[Start of Attachment]

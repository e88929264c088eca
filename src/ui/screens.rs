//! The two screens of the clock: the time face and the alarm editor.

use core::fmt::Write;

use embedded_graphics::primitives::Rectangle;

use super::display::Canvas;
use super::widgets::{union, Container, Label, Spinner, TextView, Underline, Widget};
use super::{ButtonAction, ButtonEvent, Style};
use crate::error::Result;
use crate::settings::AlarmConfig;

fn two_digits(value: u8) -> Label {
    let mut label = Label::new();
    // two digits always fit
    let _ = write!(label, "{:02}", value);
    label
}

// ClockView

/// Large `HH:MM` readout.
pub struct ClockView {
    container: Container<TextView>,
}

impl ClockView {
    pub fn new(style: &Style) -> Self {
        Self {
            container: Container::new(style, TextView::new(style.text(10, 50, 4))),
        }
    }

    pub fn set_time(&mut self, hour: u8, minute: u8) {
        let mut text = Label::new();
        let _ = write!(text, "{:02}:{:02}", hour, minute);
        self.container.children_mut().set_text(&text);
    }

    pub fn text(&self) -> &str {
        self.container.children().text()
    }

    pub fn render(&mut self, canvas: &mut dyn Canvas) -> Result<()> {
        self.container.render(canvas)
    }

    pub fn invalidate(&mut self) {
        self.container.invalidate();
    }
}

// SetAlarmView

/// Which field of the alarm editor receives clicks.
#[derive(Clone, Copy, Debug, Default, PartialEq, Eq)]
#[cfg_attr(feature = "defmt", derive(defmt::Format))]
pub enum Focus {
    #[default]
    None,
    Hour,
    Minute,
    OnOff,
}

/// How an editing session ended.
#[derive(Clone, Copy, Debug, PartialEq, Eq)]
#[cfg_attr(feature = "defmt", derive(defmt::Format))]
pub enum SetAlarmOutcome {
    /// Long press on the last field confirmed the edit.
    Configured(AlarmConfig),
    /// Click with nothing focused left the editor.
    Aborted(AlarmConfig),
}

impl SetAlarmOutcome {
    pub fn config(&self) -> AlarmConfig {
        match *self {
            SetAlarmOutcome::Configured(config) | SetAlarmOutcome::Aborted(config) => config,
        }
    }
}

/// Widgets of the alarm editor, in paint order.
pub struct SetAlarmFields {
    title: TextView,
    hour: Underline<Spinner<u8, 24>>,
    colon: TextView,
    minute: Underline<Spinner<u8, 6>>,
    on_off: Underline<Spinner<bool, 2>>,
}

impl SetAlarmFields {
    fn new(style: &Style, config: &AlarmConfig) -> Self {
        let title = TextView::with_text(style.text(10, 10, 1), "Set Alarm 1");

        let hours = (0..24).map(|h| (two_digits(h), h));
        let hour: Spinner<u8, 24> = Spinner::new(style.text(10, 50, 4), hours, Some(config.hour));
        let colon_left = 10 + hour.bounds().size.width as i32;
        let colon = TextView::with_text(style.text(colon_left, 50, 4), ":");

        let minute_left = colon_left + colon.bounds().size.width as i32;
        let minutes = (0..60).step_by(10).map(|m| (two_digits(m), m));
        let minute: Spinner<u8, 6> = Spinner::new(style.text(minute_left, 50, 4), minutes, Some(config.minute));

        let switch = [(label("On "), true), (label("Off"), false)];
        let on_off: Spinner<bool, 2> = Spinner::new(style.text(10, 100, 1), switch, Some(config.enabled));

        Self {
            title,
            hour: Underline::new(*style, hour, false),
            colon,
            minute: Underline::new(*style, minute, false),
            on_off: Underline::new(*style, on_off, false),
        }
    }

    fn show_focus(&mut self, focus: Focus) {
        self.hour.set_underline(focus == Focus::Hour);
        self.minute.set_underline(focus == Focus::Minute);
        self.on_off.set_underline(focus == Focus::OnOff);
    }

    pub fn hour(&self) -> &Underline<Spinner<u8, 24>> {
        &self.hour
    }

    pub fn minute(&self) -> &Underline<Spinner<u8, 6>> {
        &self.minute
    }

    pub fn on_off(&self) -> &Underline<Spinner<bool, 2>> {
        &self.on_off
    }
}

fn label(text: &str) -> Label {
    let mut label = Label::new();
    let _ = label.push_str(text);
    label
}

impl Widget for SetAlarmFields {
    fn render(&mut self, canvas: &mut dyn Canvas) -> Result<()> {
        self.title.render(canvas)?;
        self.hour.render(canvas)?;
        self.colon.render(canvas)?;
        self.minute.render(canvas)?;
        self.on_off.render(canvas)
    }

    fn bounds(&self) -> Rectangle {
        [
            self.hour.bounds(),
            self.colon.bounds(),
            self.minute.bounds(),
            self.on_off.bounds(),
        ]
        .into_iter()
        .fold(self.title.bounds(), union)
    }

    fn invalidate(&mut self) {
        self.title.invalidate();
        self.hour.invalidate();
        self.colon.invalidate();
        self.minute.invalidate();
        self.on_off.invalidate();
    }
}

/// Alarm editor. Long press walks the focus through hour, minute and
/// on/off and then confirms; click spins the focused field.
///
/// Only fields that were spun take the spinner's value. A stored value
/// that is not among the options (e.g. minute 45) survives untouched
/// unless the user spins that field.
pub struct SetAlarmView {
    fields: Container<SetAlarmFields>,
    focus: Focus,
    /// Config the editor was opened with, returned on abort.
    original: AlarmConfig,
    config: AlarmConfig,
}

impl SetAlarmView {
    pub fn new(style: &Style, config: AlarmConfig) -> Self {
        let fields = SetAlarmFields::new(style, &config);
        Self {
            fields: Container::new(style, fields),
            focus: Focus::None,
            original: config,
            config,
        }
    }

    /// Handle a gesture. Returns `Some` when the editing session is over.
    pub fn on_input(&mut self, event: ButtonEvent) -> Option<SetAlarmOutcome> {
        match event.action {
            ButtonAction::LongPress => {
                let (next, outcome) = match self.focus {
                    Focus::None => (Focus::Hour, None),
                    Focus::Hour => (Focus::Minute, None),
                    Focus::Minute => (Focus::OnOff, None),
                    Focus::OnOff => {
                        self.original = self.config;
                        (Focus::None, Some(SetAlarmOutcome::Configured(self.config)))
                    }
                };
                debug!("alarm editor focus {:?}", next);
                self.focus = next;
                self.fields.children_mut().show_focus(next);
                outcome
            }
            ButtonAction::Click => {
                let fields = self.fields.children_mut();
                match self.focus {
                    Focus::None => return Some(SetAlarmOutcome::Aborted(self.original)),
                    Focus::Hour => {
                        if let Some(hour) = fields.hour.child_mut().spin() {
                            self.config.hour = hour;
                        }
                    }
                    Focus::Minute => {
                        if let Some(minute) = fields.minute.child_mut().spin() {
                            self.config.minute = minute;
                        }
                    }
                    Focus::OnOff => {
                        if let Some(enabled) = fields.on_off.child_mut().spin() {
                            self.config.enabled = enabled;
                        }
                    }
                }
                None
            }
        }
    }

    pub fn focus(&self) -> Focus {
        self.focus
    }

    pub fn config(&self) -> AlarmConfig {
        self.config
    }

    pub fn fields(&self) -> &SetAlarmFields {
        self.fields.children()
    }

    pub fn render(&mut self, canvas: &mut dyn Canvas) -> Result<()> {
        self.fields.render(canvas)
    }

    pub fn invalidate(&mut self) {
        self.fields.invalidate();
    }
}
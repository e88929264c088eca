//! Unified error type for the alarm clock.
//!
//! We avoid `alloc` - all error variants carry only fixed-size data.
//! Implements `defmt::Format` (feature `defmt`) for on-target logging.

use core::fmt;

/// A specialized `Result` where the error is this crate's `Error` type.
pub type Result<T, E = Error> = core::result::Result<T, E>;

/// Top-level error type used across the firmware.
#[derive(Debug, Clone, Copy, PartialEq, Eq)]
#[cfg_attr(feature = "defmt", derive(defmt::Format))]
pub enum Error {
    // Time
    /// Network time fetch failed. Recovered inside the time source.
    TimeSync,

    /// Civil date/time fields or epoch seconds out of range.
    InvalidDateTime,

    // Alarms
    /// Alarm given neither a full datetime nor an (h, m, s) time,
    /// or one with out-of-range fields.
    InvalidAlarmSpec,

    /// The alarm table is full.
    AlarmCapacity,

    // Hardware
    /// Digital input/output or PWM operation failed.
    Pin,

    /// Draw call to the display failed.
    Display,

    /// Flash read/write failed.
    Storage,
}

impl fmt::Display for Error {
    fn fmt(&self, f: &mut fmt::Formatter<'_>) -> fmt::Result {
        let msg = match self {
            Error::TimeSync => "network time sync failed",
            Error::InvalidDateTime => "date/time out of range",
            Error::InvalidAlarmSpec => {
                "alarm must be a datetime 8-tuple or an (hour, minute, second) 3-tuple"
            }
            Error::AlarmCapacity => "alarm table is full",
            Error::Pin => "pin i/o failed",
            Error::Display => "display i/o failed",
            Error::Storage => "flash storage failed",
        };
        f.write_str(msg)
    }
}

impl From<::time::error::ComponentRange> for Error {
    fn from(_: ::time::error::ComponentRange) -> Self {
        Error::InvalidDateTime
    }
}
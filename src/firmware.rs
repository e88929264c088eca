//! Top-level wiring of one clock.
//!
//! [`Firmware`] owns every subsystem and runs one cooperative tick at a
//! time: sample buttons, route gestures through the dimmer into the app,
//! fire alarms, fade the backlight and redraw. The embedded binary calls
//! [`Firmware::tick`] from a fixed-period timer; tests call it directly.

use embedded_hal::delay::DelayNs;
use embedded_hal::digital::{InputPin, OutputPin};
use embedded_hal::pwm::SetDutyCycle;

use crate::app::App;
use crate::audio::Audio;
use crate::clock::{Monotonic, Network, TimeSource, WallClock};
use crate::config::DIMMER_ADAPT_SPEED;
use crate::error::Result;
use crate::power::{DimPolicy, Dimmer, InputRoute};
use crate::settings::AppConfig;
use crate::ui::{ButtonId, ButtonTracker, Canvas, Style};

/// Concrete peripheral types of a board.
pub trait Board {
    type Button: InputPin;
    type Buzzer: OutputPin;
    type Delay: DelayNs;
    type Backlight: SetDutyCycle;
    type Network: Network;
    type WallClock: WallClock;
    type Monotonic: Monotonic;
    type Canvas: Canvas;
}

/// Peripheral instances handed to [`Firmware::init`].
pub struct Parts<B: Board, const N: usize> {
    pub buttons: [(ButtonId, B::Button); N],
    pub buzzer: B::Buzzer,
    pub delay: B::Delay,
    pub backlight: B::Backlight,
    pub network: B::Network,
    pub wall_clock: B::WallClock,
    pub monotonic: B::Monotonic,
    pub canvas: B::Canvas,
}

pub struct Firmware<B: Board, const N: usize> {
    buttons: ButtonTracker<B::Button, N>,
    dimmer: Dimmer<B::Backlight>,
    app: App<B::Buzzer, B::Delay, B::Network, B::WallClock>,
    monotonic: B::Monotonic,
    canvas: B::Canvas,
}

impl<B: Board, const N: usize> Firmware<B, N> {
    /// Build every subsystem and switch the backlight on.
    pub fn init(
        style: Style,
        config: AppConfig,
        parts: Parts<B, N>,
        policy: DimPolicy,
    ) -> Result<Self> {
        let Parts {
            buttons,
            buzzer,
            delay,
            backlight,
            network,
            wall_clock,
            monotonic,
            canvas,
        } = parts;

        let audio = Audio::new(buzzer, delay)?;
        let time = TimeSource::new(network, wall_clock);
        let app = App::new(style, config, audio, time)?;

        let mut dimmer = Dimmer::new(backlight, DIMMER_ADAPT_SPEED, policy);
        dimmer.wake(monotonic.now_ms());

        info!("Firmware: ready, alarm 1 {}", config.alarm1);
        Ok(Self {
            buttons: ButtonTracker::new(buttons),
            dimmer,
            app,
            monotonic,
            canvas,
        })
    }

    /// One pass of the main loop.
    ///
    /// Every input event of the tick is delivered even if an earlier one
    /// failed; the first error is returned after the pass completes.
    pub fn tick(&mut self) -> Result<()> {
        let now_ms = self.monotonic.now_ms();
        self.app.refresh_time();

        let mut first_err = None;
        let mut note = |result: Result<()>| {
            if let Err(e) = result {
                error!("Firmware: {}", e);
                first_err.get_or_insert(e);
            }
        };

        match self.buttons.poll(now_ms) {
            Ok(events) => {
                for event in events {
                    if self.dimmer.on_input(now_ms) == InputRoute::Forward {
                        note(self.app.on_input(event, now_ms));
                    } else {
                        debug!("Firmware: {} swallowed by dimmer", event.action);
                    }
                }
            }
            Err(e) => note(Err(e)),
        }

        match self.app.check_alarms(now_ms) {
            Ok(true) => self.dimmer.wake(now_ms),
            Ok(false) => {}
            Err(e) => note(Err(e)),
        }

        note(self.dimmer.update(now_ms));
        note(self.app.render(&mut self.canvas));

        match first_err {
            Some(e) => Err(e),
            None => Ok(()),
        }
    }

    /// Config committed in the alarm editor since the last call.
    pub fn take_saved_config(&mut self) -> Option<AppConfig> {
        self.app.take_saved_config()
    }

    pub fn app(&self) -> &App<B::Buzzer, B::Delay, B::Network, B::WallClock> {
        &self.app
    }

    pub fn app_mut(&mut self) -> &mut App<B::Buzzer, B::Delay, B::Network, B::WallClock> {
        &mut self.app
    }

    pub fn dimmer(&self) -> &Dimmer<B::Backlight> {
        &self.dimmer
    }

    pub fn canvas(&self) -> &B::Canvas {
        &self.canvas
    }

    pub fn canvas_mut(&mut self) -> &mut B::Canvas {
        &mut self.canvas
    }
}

[End of Attachment]

EXERCISE PROMPT:
Gather from the entries above all lines that include the string "filename".

ANSWER TO THE EXERCISE:
filename src/ui/screens.rs
filename src/firmware.rs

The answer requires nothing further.